Staying with family in a private home certainly has its perks. I made my own coffee this morning and added 2% milk bought especially for my visit. The rest of the day I have been pampered, to the point Lisa did our laundry. Thank you!

For four months after we started planning our trip, Bob was adamant he would do no work while traveling. Two weeks before we left, he told me he would be bringing his computer. This morning he spent about an hour on a conference call with other members of the construction team at Home Leasing and a client, mostly listening to the others, but then making an informed comment. The client’s response was, “Give us a minute.” Silence ensued for about five minutes. When they came back on the line, they agreed his idea was an out-of-the-box excellent suggestion. He claimed later this wasn’t a vacation day for him, except he’s been pampered the rest of the day too.

With Larry driving, we finally went to breakfast at County Bob’s in St. James, MO. We had a chuckle about the name. I put that photo on my Facebook page under the name Sue Carmichael Spitulnik. I had pork chop and eggs again. I have been trying to remember the first time I had that combination and why I like it so well. Haven’t come up with the memory yet.
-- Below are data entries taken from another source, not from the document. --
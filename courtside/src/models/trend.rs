use serde::{Deserialize, Serialize};

use super::StatType;

#[derive(Debug, Clone, PartialEq, Serialize, Deserialize)]
pub struct TrendPoint {
    pub season: String,
    pub value: f64,
}

/// A season-labelled series for one statistic of one player.
#[derive(Debug, Clone, PartialEq, Serialize, Deserialize)]
pub struct TrendSeries {
    pub player_name: String,
    pub stat: StatType,
    pub points: Vec<TrendPoint>,
}

impl TrendSeries {
    pub fn is_empty(&self) -> bool {
        self.points.is_empty()
    }

    pub fn title(&self) -> String {
        format!("{}の{}推移", self.player_name, self.stat.label_ja())
    }

    /// Season with the highest value; the earliest one wins ties.
    pub fn peak(&self) -> Option<&TrendPoint> {
        self.points.iter().fold(None, |best, point| match best {
            Some(current) if current.value >= point.value => Some(current),
            _ => Some(point),
        })
    }
}

#[cfg(test)]
mod tests {
    use super::*;

    fn point(season: &str, value: f64) -> TrendPoint {
        TrendPoint {
            season: season.to_string(),
            value,
        }
    }

    #[test]
    fn test_peak_prefers_earliest_on_tie() {
        let series = TrendSeries {
            player_name: "LeBron James".to_string(),
            stat: StatType::Pts,
            points: vec![point("2003-04", 20.9), point("2005-06", 31.4), point("2007-08", 31.4)],
        };

        assert_eq!(series.peak().map(|p| p.season.as_str()), Some("2005-06"));
        assert_eq!(series.title(), "LeBron Jamesの得点推移");
    }

    #[test]
    fn test_empty_series_has_no_peak() {
        let series = TrendSeries {
            player_name: "Nobody".to_string(),
            stat: StatType::Reb,
            points: Vec::new(),
        };
        assert!(series.is_empty());
        assert!(series.peak().is_none());
    }
}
From there we went further north to Meramec Caverns in Stanton, MO. The Land the caverns are on has been privately owned through four generations. Neither Bob nor I had ever been in a cave before. We got our feet wet spelunking in a well-lit, very safe, cave that has a 50 feet wide and 20 feet tall opening and is over 16 miles long in its entirety. We went in about half a mile, down 332 feet and had our mouths open in awe the whole time. The cave was used by the Union forces during the Civil War as an ammunition factory because they could extract salt-peter, potassium nitrate, from the dolomite stone to make gunpowder. The Confederate soldiers, Jesse James among them, destroyed the factory during the war. Ten years later, in 1874, he and Frank used the cave as a hide-out after robbing a train because it is large enough to hide a whole gang, their horses, and supplies completely from view. It also has a river for water and “side rooms” for privacy or storage. The stalactites (hanging from the top of the cave) and stalagmites (sticking up from the mud) were beautiful as they had such varied shapes and sizes, and some were millions of years old. The experience was well worth the money and they give a military and veterans discount if you can prove your status.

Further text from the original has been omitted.